Ten days later, Pat received a letter from a claims representative at Geneva Life requesting an interview with the beneficiary of the policy. Pat passed the letter straight to David’s lawyer. Mr Levy wrote back agreeing to an interview, which would take place, at his client’s request, at the offices of Levy, Goldberg and Levy in Manhattan.
“Is there anything you haven’t told me, Patrick?” Levy asked him a few minutes before the insurance company’s claims representative was due to arrive. “Because if there is, you’d better tell me now.”
“No, Mr Levy, there’s nothing more to tell you,” Pat replied, carrying out David’s instructions to the letter.

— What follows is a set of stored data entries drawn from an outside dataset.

//! The value returned by a pipeline run.

use crate::context::PipelineContext;
use crate::core::{Artifact, RunStatus, StageResult, StageStatus};
use crate::sandbox::SandboxOutcome;
use serde::{Deserialize, Serialize};
use std::collections::BTreeSet;
use uuid::Uuid;

/// Everything a run produced, returned even when it stopped early.
#[derive(Debug, Clone, PartialEq, Serialize, Deserialize)]
pub struct RunOutcome {
    /// The run id.
    pub run_id: Uuid,
    /// The pipeline name.
    pub pipeline: String,
    /// How the run ended.
    pub status: RunStatus,
    /// Results of every stage that ran or was skipped by its condition.
    pub context: PipelineContext,
    /// What happened to synthesized code.
    #[serde(default)]
    pub sandbox: SandboxOutcome,
    /// Every declared stage, in execution order.
    pub stage_order: Vec<String>,
}

/// One declared stage as a report sees it.
#[derive(Debug, Clone, Copy, PartialEq)]
pub struct StageView<'a> {
    /// Stage name.
    pub name: &'a str,
    /// Recorded status, or `Skipped` if the stage never ran.
    pub status: StageStatus,
    /// The recorded result, if any.
    pub result: Option<&'a StageResult>,
}

impl StageView<'_> {
    /// Text a report should show for this stage, if any.
    ///
    /// Parsed output wins over raw text; blank text counts as none.
    #[must_use]
    pub fn display_text(&self) -> Option<String> {
        let result = self.result?;
        let text = match &result.parsed {
            Some(parsed) => parsed.to_prompt_text(),
            None => result.raw_text.clone(),
        };
        (!text.trim().is_empty()).then_some(text)
    }
}

impl RunOutcome {
    /// Returns true if every stage finished.
    #[must_use]
    pub fn is_completed(&self) -> bool {
        self.status.is_completed()
    }

    /// Returns the result recorded for `stage`.
    #[must_use]
    pub fn result(&self, stage: &str) -> Option<&StageResult> {
        self.context.get(stage)
    }

    /// Returns one view per declared stage, synthesizing `Skipped` for
    /// stages the run never reached.
    #[must_use]
    pub fn stage_views(&self) -> Vec<StageView<'_>> {
        self.stage_order
            .iter()
            .map(|name| {
                let result = self.context.get(name);
                StageView {
                    name,
                    status: result.map_or(StageStatus::Skipped, |r| r.status),
                    result,
                }
            })
            .collect()
    }

    /// Returns every artifact the sandbox discovered.
    #[must_use]
    pub fn artifacts(&self) -> BTreeSet<Artifact> {
        self.sandbox.artifacts()
    }
}
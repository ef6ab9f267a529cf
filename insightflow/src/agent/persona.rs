//! Agent personas.

use serde::{Deserialize, Serialize};

/// The immutable framing an agent presents to its backend.
#[derive(Debug, Clone, PartialEq, Eq, Serialize, Deserialize)]
pub struct Persona {
    /// Display name, e.g. "Dataset Validator".
    #[serde(default, skip_serializing_if = "Option::is_none")]
    pub name: Option<String>,
    /// What the agent does.
    pub role: String,
    /// What the agent must return.
    pub goal: String,
    /// Background that shapes tone and strictness.
    #[serde(default)]
    pub backstory: String,
}

impl Persona {
    /// Creates a new persona.
    #[must_use]
    pub fn new(role: impl Into<String>, goal: impl Into<String>, backstory: impl Into<String>) -> Self {
        Self {
            name: None,
            role: role.into(),
            goal: goal.into(),
            backstory: backstory.into(),
        }
    }

    /// Sets the display name.
    #[must_use]
    pub fn with_name(mut self, name: impl Into<String>) -> Self {
        self.name = Some(name.into());
        self
    }

    /// Returns the display name, falling back to the role.
    #[must_use]
    pub fn display_name(&self) -> &str {
        self.name.as_deref().unwrap_or(&self.role)
    }

    /// Renders the system message sent with every request.
    #[must_use]
    pub fn system_prompt(&self) -> String {
        let mut prompt = format!("You are {}. Your role: {}.", self.display_name(), self.role);
        prompt.push_str("\nYour goal: ");
        prompt.push_str(&self.goal);
        if !self.backstory.trim().is_empty() {
            prompt.push_str("\n\n");
            prompt.push_str(self.backstory.trim());
        }
        prompt
    }
}
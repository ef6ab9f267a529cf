//! Artifacts discovered in a sandbox working directory.

use serde::{Deserialize, Serialize};
use std::fmt;
use std::path::{Path, PathBuf};

/// Broad category of an artifact, inferred from its extension.
#[derive(Debug, Clone, Copy, PartialEq, Eq, PartialOrd, Ord, Hash, Serialize, Deserialize)]
#[serde(rename_all = "snake_case")]
pub enum ArtifactKind {
    /// Raster or vector image (png, jpg, svg, ...).
    Image,
    /// Rendered document (pdf, html).
    Document,
    /// Tabular or structured data (csv, json).
    Data,
    /// Anything else matched by the configured extension set.
    Other,
}

impl ArtifactKind {
    /// Infers the kind from a file extension (case-insensitive).
    #[must_use]
    pub fn from_extension(ext: &str) -> Self {
        match ext.to_ascii_lowercase().as_str() {
            "png" | "jpg" | "jpeg" | "gif" | "svg" | "webp" | "bmp" => Self::Image,
            "pdf" | "html" | "htm" => Self::Document,
            "csv" | "json" | "parquet" | "tsv" => Self::Data,
            _ => Self::Other,
        }
    }
}

impl fmt::Display for ArtifactKind {
    fn fmt(&self, f: &mut fmt::Formatter<'_>) -> fmt::Result {
        match self {
            Self::Image => write!(f, "image"),
            Self::Document => write!(f, "document"),
            Self::Data => write!(f, "data"),
            Self::Other => write!(f, "other"),
        }
    }
}

/// A file produced by executed code.
///
/// Artifacts are never constructed by stages; they are discovered by
/// diffing the working directory around a sandbox run.
#[derive(Debug, Clone, PartialEq, Eq, PartialOrd, Ord, Hash, Serialize, Deserialize)]
pub struct Artifact {
    /// Absolute path of the file.
    pub path: PathBuf,
    /// Kind inferred from the extension.
    pub kind: ArtifactKind,
    /// `<stage>@<run id>` of the execution that produced it.
    pub produced_by: String,
}

impl Artifact {
    /// Creates an artifact for `path`, inferring its kind.
    #[must_use]
    pub fn discovered(path: impl Into<PathBuf>, produced_by: impl Into<String>) -> Self {
        let path = path.into();
        let kind = path
            .extension()
            .and_then(|e| e.to_str())
            .map_or(ArtifactKind::Other, ArtifactKind::from_extension);
        Self {
            path,
            kind,
            produced_by: produced_by.into(),
        }
    }

    /// Returns the file name component.
    #[must_use]
    pub fn file_name(&self) -> Option<&str> {
        self.path.file_name().and_then(|n| n.to_str())
    }

    /// Returns the path relative to `root`, or the full path if outside it.
    #[must_use]
    pub fn relative_to(&self, root: &Path) -> PathBuf {
        self.path
            .strip_prefix(root)
            .map_or_else(|_| self.path.clone(), Path::to_path_buf)
    }
}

From the moment the meeting began, the representative of Geneva Life, his eyes continually boring into Pat’s bowed head, left Mr Levy in no doubt that he was not happy about paying out on this particular claim. But the lawyer stonewalled every question, strengthened by the knowledge that eight months before, when rigorous tests had been taken, Geneva Life’s doctors had found no sign of David’s being HIV positive.
Levy kept repeating, “However much noise you make, your company will have to pay up in the end.” He added for good measure, “If I have not received the full amount due to my client within thirty days, I will immediately instigate proceedings against Geneva Life.”
The claims representative asked Levy if he would consider a deal. Levy glanced at Pat, who bowed his head even lower, and replied, “Certainly not.”
Pat arrived back at the apartment two hours later, exhausted and depressed, fearing that an attack of asthma might be coming on. He tried to prepare some supper before he went to work, but everything seemed so pointless without David. He was already wondering if he should have agreed to a settlement.
The phone rang only once during the evening. Pat rushed to pick it up, hoping it might be either his mother or his sister Ruth.